» WORK INSTRUCTION
Please filter the entries for the word "must" and copy every line that has it.

[SOURCE DATA — start]

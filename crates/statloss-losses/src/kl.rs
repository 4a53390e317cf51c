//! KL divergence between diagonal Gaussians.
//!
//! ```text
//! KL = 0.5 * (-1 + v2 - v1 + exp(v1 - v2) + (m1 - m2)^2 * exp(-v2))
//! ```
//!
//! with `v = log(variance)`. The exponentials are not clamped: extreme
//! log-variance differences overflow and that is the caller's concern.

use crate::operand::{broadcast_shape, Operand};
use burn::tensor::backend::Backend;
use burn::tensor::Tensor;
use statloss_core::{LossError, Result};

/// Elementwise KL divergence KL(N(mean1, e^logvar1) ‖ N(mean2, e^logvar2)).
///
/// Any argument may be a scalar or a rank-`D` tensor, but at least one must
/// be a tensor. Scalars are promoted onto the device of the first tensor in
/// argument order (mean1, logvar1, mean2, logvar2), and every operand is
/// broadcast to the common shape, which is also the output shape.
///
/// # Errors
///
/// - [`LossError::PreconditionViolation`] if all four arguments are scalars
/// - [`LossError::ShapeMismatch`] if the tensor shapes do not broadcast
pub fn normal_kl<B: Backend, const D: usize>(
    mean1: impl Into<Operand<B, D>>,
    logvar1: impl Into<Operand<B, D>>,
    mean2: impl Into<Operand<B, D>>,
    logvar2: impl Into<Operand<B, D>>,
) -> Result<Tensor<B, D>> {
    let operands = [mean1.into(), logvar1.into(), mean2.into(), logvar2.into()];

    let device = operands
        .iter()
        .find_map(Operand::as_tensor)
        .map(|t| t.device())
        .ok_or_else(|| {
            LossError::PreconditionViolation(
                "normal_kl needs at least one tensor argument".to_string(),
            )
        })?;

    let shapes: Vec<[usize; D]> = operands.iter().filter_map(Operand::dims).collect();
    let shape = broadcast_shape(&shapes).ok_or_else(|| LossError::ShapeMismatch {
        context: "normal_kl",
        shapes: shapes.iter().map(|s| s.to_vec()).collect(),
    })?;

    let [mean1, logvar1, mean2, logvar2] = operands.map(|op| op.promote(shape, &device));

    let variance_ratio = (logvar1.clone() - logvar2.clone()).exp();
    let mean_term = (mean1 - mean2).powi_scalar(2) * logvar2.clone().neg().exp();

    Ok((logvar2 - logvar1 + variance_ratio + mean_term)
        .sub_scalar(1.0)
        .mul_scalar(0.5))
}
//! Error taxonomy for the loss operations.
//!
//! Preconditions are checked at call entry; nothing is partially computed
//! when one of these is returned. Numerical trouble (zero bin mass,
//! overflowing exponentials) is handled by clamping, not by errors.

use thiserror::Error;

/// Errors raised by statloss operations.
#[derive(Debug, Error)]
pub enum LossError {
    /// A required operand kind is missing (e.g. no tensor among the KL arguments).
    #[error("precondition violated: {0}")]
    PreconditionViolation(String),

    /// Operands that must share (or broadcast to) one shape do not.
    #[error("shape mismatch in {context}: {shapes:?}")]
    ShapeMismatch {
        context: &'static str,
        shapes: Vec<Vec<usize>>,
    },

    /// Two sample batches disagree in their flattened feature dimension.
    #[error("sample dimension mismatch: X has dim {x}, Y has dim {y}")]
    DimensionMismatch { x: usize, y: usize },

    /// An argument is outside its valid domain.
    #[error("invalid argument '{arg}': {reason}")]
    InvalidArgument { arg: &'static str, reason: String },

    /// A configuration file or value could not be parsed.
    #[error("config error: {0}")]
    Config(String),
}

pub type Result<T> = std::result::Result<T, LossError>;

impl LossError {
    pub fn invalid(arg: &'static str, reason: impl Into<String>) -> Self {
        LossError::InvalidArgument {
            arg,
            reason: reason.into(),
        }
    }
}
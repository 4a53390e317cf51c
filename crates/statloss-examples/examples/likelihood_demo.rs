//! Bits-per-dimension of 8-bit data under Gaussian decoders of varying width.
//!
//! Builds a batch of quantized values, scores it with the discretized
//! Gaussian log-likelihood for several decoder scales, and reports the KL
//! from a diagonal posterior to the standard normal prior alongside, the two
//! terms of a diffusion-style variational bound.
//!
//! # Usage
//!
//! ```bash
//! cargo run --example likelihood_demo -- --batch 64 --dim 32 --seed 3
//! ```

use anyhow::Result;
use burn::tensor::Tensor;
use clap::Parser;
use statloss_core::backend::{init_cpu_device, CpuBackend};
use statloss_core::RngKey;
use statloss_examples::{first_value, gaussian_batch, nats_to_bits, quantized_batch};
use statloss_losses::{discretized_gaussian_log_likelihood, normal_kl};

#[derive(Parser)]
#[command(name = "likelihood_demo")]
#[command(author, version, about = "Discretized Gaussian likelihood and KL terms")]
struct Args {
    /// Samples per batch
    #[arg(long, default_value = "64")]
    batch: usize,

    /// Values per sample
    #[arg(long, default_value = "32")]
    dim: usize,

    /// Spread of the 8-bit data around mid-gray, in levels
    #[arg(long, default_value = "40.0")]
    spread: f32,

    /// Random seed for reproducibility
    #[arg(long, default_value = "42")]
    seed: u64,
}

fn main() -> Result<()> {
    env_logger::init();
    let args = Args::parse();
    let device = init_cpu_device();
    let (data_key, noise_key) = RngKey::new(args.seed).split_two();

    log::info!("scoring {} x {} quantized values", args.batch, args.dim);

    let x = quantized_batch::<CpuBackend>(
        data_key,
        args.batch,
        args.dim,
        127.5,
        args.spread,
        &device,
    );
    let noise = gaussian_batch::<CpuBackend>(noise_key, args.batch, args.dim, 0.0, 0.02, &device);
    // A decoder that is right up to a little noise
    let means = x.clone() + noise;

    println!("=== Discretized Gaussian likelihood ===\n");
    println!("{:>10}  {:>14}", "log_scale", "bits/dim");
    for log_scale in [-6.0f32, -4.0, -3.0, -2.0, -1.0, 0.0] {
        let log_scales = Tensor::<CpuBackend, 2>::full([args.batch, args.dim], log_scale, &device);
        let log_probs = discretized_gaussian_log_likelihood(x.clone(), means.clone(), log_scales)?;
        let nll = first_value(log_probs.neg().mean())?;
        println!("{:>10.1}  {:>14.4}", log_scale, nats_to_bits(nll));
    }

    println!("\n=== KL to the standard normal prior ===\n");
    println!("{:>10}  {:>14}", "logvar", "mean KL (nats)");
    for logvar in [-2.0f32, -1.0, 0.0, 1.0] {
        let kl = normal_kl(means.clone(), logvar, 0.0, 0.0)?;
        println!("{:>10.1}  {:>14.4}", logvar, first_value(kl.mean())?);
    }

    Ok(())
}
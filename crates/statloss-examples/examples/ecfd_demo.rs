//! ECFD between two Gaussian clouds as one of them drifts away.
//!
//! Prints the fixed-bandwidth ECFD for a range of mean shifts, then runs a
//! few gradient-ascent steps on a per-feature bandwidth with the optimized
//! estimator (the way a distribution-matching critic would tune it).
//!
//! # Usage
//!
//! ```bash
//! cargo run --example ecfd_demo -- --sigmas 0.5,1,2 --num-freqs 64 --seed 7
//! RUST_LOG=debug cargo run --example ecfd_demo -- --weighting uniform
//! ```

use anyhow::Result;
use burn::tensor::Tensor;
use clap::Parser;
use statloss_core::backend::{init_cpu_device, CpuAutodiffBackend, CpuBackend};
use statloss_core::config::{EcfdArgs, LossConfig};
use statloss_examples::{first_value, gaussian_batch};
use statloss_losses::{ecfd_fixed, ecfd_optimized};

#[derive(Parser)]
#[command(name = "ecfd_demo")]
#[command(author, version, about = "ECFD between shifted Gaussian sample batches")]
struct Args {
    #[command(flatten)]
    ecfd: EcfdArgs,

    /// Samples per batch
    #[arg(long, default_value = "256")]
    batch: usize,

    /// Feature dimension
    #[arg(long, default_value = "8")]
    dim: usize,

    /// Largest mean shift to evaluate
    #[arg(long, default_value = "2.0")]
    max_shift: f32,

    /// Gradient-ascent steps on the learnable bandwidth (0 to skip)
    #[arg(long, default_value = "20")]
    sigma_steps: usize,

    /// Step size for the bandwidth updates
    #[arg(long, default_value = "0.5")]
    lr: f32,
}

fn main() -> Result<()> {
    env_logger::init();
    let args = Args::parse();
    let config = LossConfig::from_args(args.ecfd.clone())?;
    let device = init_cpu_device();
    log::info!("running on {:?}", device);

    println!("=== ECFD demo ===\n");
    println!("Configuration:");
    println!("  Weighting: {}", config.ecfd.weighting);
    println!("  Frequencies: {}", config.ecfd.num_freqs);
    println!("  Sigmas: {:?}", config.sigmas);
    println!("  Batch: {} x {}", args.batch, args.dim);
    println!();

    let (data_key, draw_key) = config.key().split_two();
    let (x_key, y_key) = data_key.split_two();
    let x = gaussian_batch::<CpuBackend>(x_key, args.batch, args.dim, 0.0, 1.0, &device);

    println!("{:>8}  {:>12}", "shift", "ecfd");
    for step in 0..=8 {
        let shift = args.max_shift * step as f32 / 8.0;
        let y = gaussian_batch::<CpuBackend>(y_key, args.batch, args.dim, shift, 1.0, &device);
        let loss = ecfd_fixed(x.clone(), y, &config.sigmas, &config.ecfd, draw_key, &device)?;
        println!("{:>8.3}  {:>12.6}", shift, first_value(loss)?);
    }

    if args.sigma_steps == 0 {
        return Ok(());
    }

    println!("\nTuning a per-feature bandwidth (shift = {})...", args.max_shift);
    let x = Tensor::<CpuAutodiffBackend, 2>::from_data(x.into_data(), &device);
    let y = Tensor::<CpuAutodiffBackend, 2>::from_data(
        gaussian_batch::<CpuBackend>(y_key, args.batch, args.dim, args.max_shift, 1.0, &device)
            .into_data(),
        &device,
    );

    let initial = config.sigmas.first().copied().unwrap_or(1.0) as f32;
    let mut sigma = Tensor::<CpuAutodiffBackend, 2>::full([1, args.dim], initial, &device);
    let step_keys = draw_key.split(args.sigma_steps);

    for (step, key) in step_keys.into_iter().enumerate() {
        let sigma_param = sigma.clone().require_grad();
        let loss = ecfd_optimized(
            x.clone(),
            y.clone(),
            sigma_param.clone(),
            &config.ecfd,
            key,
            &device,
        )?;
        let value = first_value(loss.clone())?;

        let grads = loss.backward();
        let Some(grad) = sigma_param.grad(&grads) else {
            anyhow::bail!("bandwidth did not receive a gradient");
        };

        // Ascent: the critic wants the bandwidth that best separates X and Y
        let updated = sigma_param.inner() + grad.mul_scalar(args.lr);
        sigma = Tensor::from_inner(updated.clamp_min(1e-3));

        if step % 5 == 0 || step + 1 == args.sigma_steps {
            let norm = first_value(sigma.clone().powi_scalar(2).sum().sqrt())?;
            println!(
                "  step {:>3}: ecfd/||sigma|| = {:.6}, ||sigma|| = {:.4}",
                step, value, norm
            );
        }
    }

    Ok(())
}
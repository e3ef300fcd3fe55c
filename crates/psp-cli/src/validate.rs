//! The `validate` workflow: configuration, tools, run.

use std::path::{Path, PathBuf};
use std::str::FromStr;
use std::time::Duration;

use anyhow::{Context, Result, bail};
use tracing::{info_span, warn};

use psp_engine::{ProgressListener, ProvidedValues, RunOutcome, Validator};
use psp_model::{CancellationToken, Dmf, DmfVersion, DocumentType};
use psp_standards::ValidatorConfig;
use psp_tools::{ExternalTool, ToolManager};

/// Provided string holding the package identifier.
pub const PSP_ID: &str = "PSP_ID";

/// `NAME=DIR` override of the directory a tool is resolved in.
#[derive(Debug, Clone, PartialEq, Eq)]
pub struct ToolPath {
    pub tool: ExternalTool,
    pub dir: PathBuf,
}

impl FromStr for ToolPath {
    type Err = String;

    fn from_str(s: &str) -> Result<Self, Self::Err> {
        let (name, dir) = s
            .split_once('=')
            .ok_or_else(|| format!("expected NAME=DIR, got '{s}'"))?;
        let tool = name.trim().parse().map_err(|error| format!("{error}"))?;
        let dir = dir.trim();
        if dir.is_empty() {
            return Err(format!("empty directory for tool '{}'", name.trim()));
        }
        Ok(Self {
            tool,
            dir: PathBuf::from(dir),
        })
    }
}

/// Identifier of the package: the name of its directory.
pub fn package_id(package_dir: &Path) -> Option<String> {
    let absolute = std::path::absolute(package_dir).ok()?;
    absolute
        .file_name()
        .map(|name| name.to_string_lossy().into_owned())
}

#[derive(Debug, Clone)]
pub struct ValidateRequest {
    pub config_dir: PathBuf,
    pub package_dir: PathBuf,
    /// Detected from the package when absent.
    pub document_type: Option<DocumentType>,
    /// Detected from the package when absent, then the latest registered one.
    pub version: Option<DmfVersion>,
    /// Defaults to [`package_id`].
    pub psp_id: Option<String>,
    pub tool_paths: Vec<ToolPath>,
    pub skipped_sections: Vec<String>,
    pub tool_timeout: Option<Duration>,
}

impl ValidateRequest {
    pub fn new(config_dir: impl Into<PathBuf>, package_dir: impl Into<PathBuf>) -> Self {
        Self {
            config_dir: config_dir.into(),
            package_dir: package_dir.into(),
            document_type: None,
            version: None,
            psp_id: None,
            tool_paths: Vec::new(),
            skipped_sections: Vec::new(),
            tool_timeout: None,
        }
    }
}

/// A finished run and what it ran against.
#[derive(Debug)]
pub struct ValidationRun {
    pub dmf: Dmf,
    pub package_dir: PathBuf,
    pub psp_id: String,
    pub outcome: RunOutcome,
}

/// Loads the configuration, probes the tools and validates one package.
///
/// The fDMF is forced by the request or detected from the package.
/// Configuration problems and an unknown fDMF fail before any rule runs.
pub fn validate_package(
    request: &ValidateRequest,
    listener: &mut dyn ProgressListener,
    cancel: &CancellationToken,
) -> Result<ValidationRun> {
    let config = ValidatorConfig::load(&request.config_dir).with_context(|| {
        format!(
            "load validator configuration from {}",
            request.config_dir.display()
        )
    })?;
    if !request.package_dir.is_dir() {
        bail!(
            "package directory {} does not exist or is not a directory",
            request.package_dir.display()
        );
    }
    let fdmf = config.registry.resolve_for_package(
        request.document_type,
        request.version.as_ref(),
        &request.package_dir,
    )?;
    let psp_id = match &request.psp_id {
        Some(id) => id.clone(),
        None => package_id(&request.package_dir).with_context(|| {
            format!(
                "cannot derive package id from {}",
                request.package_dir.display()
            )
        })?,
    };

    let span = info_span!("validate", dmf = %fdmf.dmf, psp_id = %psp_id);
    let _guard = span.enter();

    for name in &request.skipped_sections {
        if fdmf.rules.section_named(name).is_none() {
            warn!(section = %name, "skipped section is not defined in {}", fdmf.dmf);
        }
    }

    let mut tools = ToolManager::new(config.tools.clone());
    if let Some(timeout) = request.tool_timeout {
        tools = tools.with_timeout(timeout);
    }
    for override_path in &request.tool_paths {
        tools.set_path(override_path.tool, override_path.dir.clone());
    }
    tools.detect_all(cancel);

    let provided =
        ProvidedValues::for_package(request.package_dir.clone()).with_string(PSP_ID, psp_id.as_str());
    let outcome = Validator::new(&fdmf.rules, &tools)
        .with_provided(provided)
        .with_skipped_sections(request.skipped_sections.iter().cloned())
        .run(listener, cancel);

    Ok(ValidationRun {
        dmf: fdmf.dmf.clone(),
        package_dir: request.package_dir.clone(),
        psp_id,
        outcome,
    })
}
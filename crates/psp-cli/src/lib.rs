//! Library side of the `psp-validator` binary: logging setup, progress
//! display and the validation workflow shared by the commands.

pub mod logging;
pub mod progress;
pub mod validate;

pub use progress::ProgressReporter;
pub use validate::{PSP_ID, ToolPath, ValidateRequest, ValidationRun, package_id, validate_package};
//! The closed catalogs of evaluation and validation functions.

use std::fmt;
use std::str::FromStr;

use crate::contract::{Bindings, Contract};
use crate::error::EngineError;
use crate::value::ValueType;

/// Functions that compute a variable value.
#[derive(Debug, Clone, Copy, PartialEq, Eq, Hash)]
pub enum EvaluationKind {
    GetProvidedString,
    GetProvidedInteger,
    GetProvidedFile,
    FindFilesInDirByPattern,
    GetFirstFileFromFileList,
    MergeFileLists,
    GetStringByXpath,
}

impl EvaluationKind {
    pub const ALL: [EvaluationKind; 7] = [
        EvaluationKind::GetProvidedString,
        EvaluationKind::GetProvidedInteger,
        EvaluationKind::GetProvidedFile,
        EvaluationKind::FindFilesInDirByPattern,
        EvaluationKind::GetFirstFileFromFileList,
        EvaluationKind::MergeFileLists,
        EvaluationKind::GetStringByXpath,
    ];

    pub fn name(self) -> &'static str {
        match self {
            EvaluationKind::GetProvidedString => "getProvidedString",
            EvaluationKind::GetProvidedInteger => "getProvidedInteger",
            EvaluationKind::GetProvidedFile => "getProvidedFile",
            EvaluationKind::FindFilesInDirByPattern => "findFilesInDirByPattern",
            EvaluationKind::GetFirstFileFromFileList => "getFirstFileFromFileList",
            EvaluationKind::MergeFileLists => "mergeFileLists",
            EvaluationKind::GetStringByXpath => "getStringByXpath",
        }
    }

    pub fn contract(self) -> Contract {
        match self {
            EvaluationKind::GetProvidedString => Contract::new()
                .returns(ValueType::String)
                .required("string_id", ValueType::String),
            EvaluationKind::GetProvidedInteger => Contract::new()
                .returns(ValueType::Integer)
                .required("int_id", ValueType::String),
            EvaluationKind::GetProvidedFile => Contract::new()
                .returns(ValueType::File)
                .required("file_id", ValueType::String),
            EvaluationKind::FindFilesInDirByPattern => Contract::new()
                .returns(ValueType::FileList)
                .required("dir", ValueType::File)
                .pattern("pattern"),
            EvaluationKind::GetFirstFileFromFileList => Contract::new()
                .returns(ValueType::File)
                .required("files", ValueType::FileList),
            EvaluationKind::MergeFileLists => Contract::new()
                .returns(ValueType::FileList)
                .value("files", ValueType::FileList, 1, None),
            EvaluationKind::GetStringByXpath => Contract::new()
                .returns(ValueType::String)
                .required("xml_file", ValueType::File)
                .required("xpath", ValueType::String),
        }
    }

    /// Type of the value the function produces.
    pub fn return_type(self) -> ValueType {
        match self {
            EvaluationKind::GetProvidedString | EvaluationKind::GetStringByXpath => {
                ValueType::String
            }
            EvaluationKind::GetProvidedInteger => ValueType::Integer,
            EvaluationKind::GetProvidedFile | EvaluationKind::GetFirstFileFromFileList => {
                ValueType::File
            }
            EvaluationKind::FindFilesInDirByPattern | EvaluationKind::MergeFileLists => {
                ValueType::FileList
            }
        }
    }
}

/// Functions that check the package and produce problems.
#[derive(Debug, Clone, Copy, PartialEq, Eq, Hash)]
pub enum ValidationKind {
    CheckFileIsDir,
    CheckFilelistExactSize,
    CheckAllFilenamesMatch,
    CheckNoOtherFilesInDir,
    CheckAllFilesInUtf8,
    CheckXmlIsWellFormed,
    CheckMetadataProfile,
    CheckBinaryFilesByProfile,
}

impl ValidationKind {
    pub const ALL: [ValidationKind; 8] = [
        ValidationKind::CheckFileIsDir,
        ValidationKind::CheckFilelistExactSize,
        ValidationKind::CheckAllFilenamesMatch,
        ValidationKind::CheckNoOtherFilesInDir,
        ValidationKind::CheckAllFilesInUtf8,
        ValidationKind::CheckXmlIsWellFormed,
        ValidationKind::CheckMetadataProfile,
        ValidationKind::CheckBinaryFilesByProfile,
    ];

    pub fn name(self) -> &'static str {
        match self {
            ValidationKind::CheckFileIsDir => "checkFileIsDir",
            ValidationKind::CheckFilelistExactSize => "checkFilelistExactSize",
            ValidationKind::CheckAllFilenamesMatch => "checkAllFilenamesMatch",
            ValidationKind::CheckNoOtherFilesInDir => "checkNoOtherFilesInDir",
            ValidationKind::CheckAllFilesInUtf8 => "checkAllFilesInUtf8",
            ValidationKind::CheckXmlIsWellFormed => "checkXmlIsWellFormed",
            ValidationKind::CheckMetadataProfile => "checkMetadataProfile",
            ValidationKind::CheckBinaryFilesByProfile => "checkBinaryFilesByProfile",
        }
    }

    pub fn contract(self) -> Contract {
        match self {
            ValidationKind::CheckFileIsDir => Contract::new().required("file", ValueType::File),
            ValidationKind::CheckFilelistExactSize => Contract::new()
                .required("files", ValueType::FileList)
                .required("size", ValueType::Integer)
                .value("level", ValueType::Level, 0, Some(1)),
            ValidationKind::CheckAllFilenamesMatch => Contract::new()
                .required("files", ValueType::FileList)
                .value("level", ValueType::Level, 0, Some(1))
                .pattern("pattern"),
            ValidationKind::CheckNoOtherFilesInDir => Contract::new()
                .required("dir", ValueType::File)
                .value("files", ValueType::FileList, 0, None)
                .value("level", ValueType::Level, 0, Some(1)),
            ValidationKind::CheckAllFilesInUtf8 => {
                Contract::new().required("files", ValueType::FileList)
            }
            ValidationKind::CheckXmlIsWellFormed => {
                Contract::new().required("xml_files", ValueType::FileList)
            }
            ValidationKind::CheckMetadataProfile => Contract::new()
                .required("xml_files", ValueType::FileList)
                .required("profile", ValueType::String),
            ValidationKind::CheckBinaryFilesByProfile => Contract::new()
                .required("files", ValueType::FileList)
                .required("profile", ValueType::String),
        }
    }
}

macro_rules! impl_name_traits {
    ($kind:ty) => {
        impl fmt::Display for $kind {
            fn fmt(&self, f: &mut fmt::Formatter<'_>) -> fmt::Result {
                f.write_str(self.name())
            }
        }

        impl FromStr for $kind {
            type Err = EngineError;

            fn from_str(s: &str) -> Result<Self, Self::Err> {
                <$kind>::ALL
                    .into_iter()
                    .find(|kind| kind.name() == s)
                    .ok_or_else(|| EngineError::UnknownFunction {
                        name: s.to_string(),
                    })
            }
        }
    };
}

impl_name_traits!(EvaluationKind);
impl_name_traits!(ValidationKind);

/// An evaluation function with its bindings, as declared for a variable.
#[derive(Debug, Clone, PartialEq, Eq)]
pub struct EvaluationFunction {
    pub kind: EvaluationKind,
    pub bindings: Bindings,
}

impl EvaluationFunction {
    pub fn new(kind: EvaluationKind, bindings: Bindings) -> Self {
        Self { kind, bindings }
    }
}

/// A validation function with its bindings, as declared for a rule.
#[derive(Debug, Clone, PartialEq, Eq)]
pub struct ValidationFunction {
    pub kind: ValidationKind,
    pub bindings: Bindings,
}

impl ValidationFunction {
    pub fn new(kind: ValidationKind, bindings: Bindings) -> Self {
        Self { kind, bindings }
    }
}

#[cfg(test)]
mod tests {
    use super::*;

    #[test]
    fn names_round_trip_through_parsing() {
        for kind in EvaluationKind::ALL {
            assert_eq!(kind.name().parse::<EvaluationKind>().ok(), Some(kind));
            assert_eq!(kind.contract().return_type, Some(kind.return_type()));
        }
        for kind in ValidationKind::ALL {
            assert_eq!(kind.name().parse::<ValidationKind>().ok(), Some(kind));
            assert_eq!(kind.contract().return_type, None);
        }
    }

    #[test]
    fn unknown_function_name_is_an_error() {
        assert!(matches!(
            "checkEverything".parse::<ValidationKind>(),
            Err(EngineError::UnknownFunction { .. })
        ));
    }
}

[SOURCE DATA — finish]

» SOLUTION BELOW
/// Any argument may be a scalar or a rank-`D` tensor, but at least one must
    /// Operands that must share (or broadcast to) one shape do not.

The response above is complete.